When for a moment you get a little peak at what you loved about being you long ago before the illness you can only remember fondly how nice it was to be you. I start wondering why did I ever hate myself? Why did I always wanna be different and someone else?
I don't understand how that works. We aren't grateful for what we have when we have it.
I get a small door of time when I also see who my sig other was when I married him. He was a different man then. He was confident but not cocky and smart (as all knew and could tell around him). He was so observant of himself and what other's needed. Maybe he even gave away too much of himself in order to make us all happy. He was a handsome and well put-together man. Clean cut and well dressed he cared how he presented himself to the world. He had pride. As he should have.
After the mental illness took affect 5 plus years ago he became totally different. As you can imagine the illness was powerful and he became week to it's chemical control over his brain. He became angry and resentful of all around him and distrusting. He became sad and unsure of himself and ashamed. This was the hardest and has been the hardest to see. He was so ashamed and felt guilty of so many wrongs. Even though this illness isn't something he created he felt responsible. Once on meds he realized what was going on. It wasn't like with a mentally challenged individual who is happy and oblivious to their disability. It was a man who knew he was different and a man who was fighting against it with all his might. He was defenseless for a while and it beat him down. He was tired of fighting every day to be "normal" and he was ready to give up.
I don't blame him. I can't possibly understand in fullness but I do know that as he learned coping techniques and in continuing his journey it became easier to control his thoughts and mind and explain to himself what was real and what was his brain chemistry manifesting itself as strange perceptions.
This is what was happening to him. However, THIS was tearing me apart emotionally and physically. There was not much I could do during the time he was in such struggle and I, myself, was suffering from illness as well. My illness and pain only reflected the unhappiness and challenges in our lives. It was a radar to how our lives were going. The pain would get worse whether I realized it was a reflection of how upset I was about his illness and then I was powerless to even hug him or offer verbal assurance.
When finally he was admitted in to mental care I felt numb. I had been feeling so overwhelmed and so week and beat down. I was so depressed about both our situations. Now, I was numb and in shock. I would go daily to visit a very sad and scared man. He looked so out of place in that facility. My man...my strong man, didn't belong there. But...alas..he didn't look strong. He didn't look the same. He wasn't himself at all and was battling a war that would go on and off for the rest of his life.
I didn't sleep at night.

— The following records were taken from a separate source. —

//! Integration tests for end-to-end scanning.
//!
//! These tests drive the public `tokenize` entry point with whole programs
//! and run the `rwlex` binary against files on disk.

use std::{fs, path::PathBuf, process::Command};

use rwlex::{
    lexer::{
        lexer::tokenize,
        state::State,
        tokens::{Token, TokenKind},
    },
    render_error, MK_TOKEN,
};

fn token(kind: TokenKind, lexeme: &str) -> Token {
    MK_TOKEN!(kind, lexeme.to_string())
}

fn write_source(name: &str, contents: &str) -> PathBuf {
    let dir = std::env::temp_dir().join("rwlex_tests");
    fs::create_dir_all(&dir).unwrap();
    let path = dir.join(name);
    fs::write(&path, contents).unwrap();
    path
}

#[test]
fn test_read_statement() {
    let tokens = tokenize("read x\n".to_string(), Some("a.rw".to_string())).unwrap();

    assert_eq!(
        tokens,
        vec![token(TokenKind::Keyword, "read"), token(TokenKind::Identifier, "x")]
    );
    assert_eq!(tokens[0].value.as_deref(), Some("read"));
}

#[test]
fn test_spaced_assignment() {
    let tokens = tokenize("x := 10\n".to_string(), None).unwrap();

    assert_eq!(
        tokens,
        vec![
            token(TokenKind::Identifier, "x"),
            token(TokenKind::Assign, ":="),
            token(TokenKind::Number, "10"),
        ]
    );
    assert_eq!(tokens[1].value, None);
}

#[test]
fn test_unspaced_assignment_is_rejected() {
    let error = tokenize("x:=10\n".to_string(), None).unwrap_err();

    assert_eq!(error.get_error_name(), "UnexpectedCharacter");
    assert_eq!(error.character(), ':');
    assert_eq!(error.state(), State::InIdentifierOrKeyword);
    assert_eq!((error.get_position().row, error.get_position().col), (1, 2));
}

#[test]
fn test_unspaced_operator_is_rejected() {
    let error = tokenize("a+b\n".to_string(), None).unwrap_err();

    assert_eq!(error.character(), '+');
    assert_eq!((error.get_position().row, error.get_position().col), (1, 2));
}

#[test]
fn test_second_decimal_point_is_rejected() {
    let error = tokenize("1.2.3\n".to_string(), None).unwrap_err();

    assert_eq!(error.character(), '.');
    assert_eq!((error.get_position().row, error.get_position().col), (1, 4));
}

#[test]
fn test_write_expression() {
    let tokens = tokenize("write (a + b)\n".to_string(), None).unwrap();

    assert_eq!(
        tokens,
        vec![
            token(TokenKind::Keyword, "write"),
            token(TokenKind::LParen, "("),
            token(TokenKind::Identifier, "a"),
            token(TokenKind::Plus, "+"),
            token(TokenKind::Identifier, "b"),
            token(TokenKind::RParen, ")"),
        ]
    );
}

#[test]
fn test_rendered_diagnostic() {
    let source = "read x\ny := x * 2 @\n";
    let error = tokenize(source.to_string(), Some("prog.rw".to_string())).unwrap_err();
    let rendered = render_error(&error, source);

    assert!(rendered.contains("-> prog.rw:2:12"));
    assert!(rendered.contains("2 | y := x * 2 @"));
}

#[test]
fn test_binary_prints_symbol_table() {
    let path = write_source("ok.rw", "read a\nb := a * 2\nwrite b\n");

    let output = Command::new(env!("CARGO_BIN_EXE_rwlex"))
        .arg(&path)
        .env_remove("RUST_LOG")
        .output()
        .unwrap();

    assert!(output.status.success());
    let stdout = String::from_utf8(output.stdout).unwrap();
    let lines: Vec<&str> = stdout.lines().collect();

    assert_eq!(lines.len(), 10);
    assert!(lines[0].contains("SYMBOL TABLE"));
    assert_eq!(lines[1], r#"{ lexeme: "read", token: Keyword, value: "read" }"#);
    assert_eq!(lines[4], r#"{ lexeme: ":=", token: Assign }"#);
    assert_eq!(lines[9], r#"{ lexeme: "b", token: Identifier, value: "b" }"#);
}

#[test]
fn test_binary_reports_lexical_error() {
    let path = write_source("bad.rw", "x:=10\n");

    let output = Command::new(env!("CARGO_BIN_EXE_rwlex"))
        .arg(&path)
        .env_remove("RUST_LOG")
        .output()
        .unwrap();

    assert!(!output.status.success());
    assert!(output.stdout.is_empty());
    let stderr = String::from_utf8(output.stderr).unwrap();
    assert!(stderr.contains("Error: UnexpectedCharacter"));
    assert!(stderr.contains("bad.rw:1:2"));
}

#[test]
fn test_binary_usage_error() {
    let output = Command::new(env!("CARGO_BIN_EXE_rwlex"))
        .env_remove("RUST_LOG")
        .output()
        .unwrap();

    assert!(!output.status.success());
    let stderr = String::from_utf8(output.stderr).unwrap();
    assert!(stderr.contains("Usage: rwlex <filename>"));
}

#[test]
fn test_binary_missing_file() {
    let output = Command::new(env!("CARGO_BIN_EXE_rwlex"))
        .arg("/nonexistent/rwlex/input.rw")
        .env_remove("RUST_LOG")
        .output()
        .unwrap();

    assert!(!output.status.success());
    let stderr = String::from_utf8(output.stderr).unwrap();
    assert!(stderr.contains("Failed to read"));
}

I tossed and turned thinking about what he must be going through sleeping in that place. I was in so much pain the nausea didn't allow me to eat and I was crying and rocking myself by the bedside wishing God would take me now. It was years ago all over again when things had started with my pain that was unceasing. I wonder what started it then. Was it something emotional, like now, that I was clueless to understand. Maybe.
When he finally did come home after a week in the facility I was relieved he was back under our roof but i was scared to death that at any moment I might be driving him to the ER because at any moment he might decide it was all to much and take his own life. That fear has been with me every day after that time. It isn't something you forget and it isn't something you wish you could control.

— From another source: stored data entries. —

use std::fmt::Display;

use thiserror::Error;

use crate::{lexer::state::State, Position};

/// A lexical diagnostic: what went wrong, and where.
#[derive(Error, Debug, Clone, PartialEq, Eq)]
#[error("[{}:{}]: {}", .position.row, .position.col, .internal_error)]
pub struct Error {
    internal_error: ErrorImpl,
    position: Position,
}

impl Error {
    pub fn new(error_impl: ErrorImpl, position: Position) -> Self {
        Error {
            internal_error: error_impl,
            position,
        }
    }

    pub fn get_position(&self) -> &Position {
        &self.position
    }

    pub fn get_error_name(&self) -> &str {
        match &self.internal_error {
            ErrorImpl::UnexpectedCharacter { .. } => "UnexpectedCharacter",
        }
    }

    pub fn character(&self) -> char {
        match &self.internal_error {
            ErrorImpl::UnexpectedCharacter { character, .. } => *character,
        }
    }

    pub fn state(&self) -> State {
        match &self.internal_error {
            ErrorImpl::UnexpectedCharacter { state, .. } => *state,
        }
    }

    pub fn get_tip(&self) -> ErrorTip {
        match &self.internal_error {
            ErrorImpl::UnexpectedCharacter {
                character: '.',
                state: State::InDecimal,
            } => ErrorTip::Suggestion(String::from(
                "a number may contain only one decimal point",
            )),
            ErrorImpl::UnexpectedCharacter {
                state: State::ExpectAssignEquals,
                ..
            } => ErrorTip::Suggestion(String::from("`:` must be followed by `=`")),
            ErrorImpl::UnexpectedCharacter { character, state }
                if state.needs_blank_terminator() =>
            {
                ErrorTip::Suggestion(format!(
                    "identifiers, keywords and numbers must be followed by whitespace before `{}`",
                    character.escape_default()
                ))
            }
            ErrorImpl::UnexpectedCharacter { .. } => ErrorTip::None,
        }
    }
}

pub enum ErrorTip {
    None,
    Suggestion(String),
}

impl Display for ErrorTip {
    fn fmt(&self, f: &mut std::fmt::Formatter<'_>) -> std::fmt::Result {
        match self {
            ErrorTip::None => write!(f, ""),
            ErrorTip::Suggestion(suggestion) => write!(f, "{}", suggestion),
        }
    }
}

#[derive(Error, Debug, Clone, PartialEq, Eq)]
pub enum ErrorImpl {
    #[error("unexpected char {character:?} (state {state})")]
    UnexpectedCharacter { character: char, state: State },
}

I wish that I could know that something I might do would prevent him from ever taking action against himself again. However,....there isn't. So, I must let go. In letting go I give in to the powers that be and I say that whatever happens was meant to happen that way.
It is so hard to know that we are powerless to help the one's we love the most. We want so much to take away their pain, soothe them in whatever way we can. However, in cases of mental illness it is hard to understand that our loved one is not the same person we know and love. That their present reality may not be based in the reality we see around them, but in a world we may never understand. The scariest part being that we can not always reach them there. It changes you.
ReplyDeletePhysical pain and mental pain, I have found, are more closely linked than people realize. Prolonged physical pain can make you mentally off and prolonged periods of mental pain can make you body ache in ways you can't imagine when you are healthy.
Letting go and allowing fate, God, life to take over without trying to make your illness, or your loved one's illness, into something it is not is one of the hardest things to do. However, it is the healthiest choice you can make for you both, but it is a choice you are going to have to make every day again & again through out your life.